На «летучке» Александра Петровна объявила:
— С завтрашнего дня будете ходить на кухню снимать пробу.
Я была тронута: за приказным тоном пряталось желание подкормить меня.
Встала в четыре часа утра. Волновалась. Из небольшой кастрюли, стоявшей на плите, повар молча налил мне миску жирного супа и поставил ее на небольшой столик, рядом с журналом «О приемке». На дне тарелки лежал солидный кусок мяса. «Угощение» он мне преподнес, будто швырнул кость собаке.
Какое же это имело отношение к общему котлу, о содержимом которого я должна была написать: «Принято»? Ходить отведывать подачку из спецкастрюли не смогла, несмотря на то что, конечно же, хотелось прибавки.
— Какая дуреха! Ну надо же быть такой дурехой! — трубно басила Малиновская. — Ну надо же!
В большинстве своем медсестрами в межогском лазарете были харбинки двадцати пяти — тридцати лет. Как на подбор рослые, красивые, со стройными ногами, подвижным телом. Свои медицинские халаты летом они надевали прямо на голое тело, умело подпоясывались, ходили с вызовом; ловко справлялись с лазаретными обязанностями.
После дежурства я зашла как-то в одну из дежурок ОП. Застала там человек пять. Тесно усевшись на медицинский топчан, молодые женщины сумерничали. Рассказывали друг другу щекочущие нервы анекдоты, приглушенно хохотали, пылко судили мужчин. «А я заставляю его мыть мне ноги! — смеясь, говорила одна. — И, как миленький, моет, вытирает, целует…»

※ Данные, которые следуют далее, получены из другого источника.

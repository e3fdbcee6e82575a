//! Bundle file names.
//!
//! A bundle is named after the keys it contains, collapsed into runs of
//! consecutive integers:
//!
//! ```text
//! [1, 2, 3, 5, 6, 8]  ->  "Railway 1-3;5-6;8 6 pcs.pdf"
//! ```

use crate::key::Key;

/// Collapse sorted keys into `;`-joined runs of consecutive integers.
///
/// A run of one key is written as `k`, longer runs as `start-end`. A key
/// equal to its predecessor is not consecutive and starts a new run.
///
/// ```
/// use waybill::merge::naming::format_key_ranges;
///
/// assert_eq!(format_key_ranges(&[1, 2, 3, 5, 6, 8]), "1-3;5-6;8");
/// assert_eq!(format_key_ranges(&[3, 3, 4]), "3;3-4");
/// ```
pub fn format_key_ranges(keys: &[Key]) -> String {
    let mut runs: Vec<(Key, Key)> = Vec::new();
    for &key in keys {
        match runs.last_mut() {
            Some((_, end)) if end.checked_add(1) == Some(key) => *end = key,
            _ => runs.push((key, key)),
        }
    }

    runs.iter()
        .map(|&(start, end)| {
            if start == end {
                start.to_string()
            } else {
                format!("{start}-{end}")
            }
        })
        .collect::<Vec<_>>()
        .join(";")
}

/// File name for a bundle of documents with `keys` (sorted).
///
/// `legacy_suffix` reproduces the doubled dot (`pcs..pdf`) of bundles made
/// by earlier versions, so existing archives sort and match the same way.
pub fn bundle_file_name(keys: &[Key], legacy_suffix: bool) -> String {
    let suffix = if legacy_suffix { "pcs..pdf" } else { "pcs.pdf" };
    format!(
        "Railway {} {} {suffix}",
        format_key_ranges(keys),
        keys.len()
    )
}
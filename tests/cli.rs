extern crate assert_cmd;
extern crate predicates;

use assert_cmd::prelude::*;
use predicates::prelude::*;
use std::process::Command;

fn mandel() -> Command {
    Command::cargo_bin("mandel").unwrap()
}

#[test]
fn fails_without_arguments() {
    mandel().assert().failure();
}

#[test]
fn renders_a_small_picture() {
    mandel()
        .args(&[
            "-w", "16", "-h", "12", "-a", "-2.0", "-b", "-1.0", "-c", "1.0", "-d", "1.0", "-i",
            "100",
        ])
        .assert()
        .success();
}

#[test]
fn repeats_runs_for_benchmarking() {
    mandel()
        .args(&[
            "-w", "8", "-h", "8", "-a", "-2.0", "-b", "-1.5", "-c", "1.0", "-d", "1.5", "-i",
            "50", "-r", "3", "-s",
        ])
        .assert()
        .success();
}

#[test]
fn rejects_an_inverted_viewport() {
    mandel()
        .args(&[
            "-w", "16", "-h", "12", "-a", "1.0", "-b", "-1.0", "-c", "-2.0", "-d", "1.0", "-i",
            "100",
        ])
        .assert()
        .failure()
        .stderr(predicate::str::contains("viewport is degenerate"));
}

#[test]
fn rejects_a_zero_width() {
    mandel()
        .args(&[
            "-w", "0", "-h", "12", "-a", "-2.0", "-b", "-1.0", "-c", "1.0", "-d", "1.0", "-i",
            "100",
        ])
        .assert()
        .failure()
        .stderr(predicate::str::contains("Picture width must be at least 1"));
}

#[test]
fn rejects_an_unparseable_coordinate() {
    mandel()
        .args(&[
            "-w", "16", "-h", "12", "-a", "left", "-b", "-1.0", "-c", "1.0", "-d", "1.0", "-i",
            "100",
        ])
        .assert()
        .failure()
        .stderr(predicate::str::contains("Could not parse minimal x coordinate"));
}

Они не скупились на меткие, неканонические характеристики окружающих. Легкомысленный, непринужденный тон казался привлекательным, угодным жизни, тепло-земным. Хотелось поддержать беседу, «соответствовать» ей. И — не получалось! Словно была во мне какая-то запруда или суеверие. Я чувствовала, что сковывала их, стесняла, и, когда поднялась, чтобы уйти, меня никто не задержал, не спросил: «Куда ты? Посиди». Было обидно, но я видела, что чем-то не подхожу им.
По пути заглянула еще к одной медсестре. Черноглазая бойкая Валя приняла радушно:
— Свет не зажигай. Посидим впотьмах.
Сумерки — всегда хорошо. Обличье зоны утрачивало четкость. Что-то смягчалось. Мы тихо разговаривали. Со стороны зоны к окну подкрался человек.
— Вор, — сказала Валя. — Сиди тихо.
Уверенный в том, что дежурка пуста, искатель наживы примерялся, как открыть форточку, чтобы залезть в окно.
— Прихватится рукой за перекладину — полосну по пальцам бритвой. Сразу найдет дверь, чтобы перевязала, — решительно прошептала Валя и потянулась за лезвием.
Валю можно было понять. Ударить по гадости — всегда хорошо. Но лезвием по руке?.. Я с шумом поднялась. Вор убежал.
Жизнь не принимала меня.
Совсем рядом, в ясельном бараке, находился мой сын, а мне было запрещено там появляться в не установленные для того часы. Филипп? Не верен. Вернувшись в барак, уткнулась в подушку. Одиночество сводило с ума. Я металась. Ни в чем не находила приюта.
— Тамарочка! Я хочу угостить вас чем-то вкусненьким. Возьмите. Сегодня пришла посылка от дочери. — Возле меня стояла медсестра одного из корпусов Ольга Петровна Тарасова[8], протягивая кусочек сухого торта.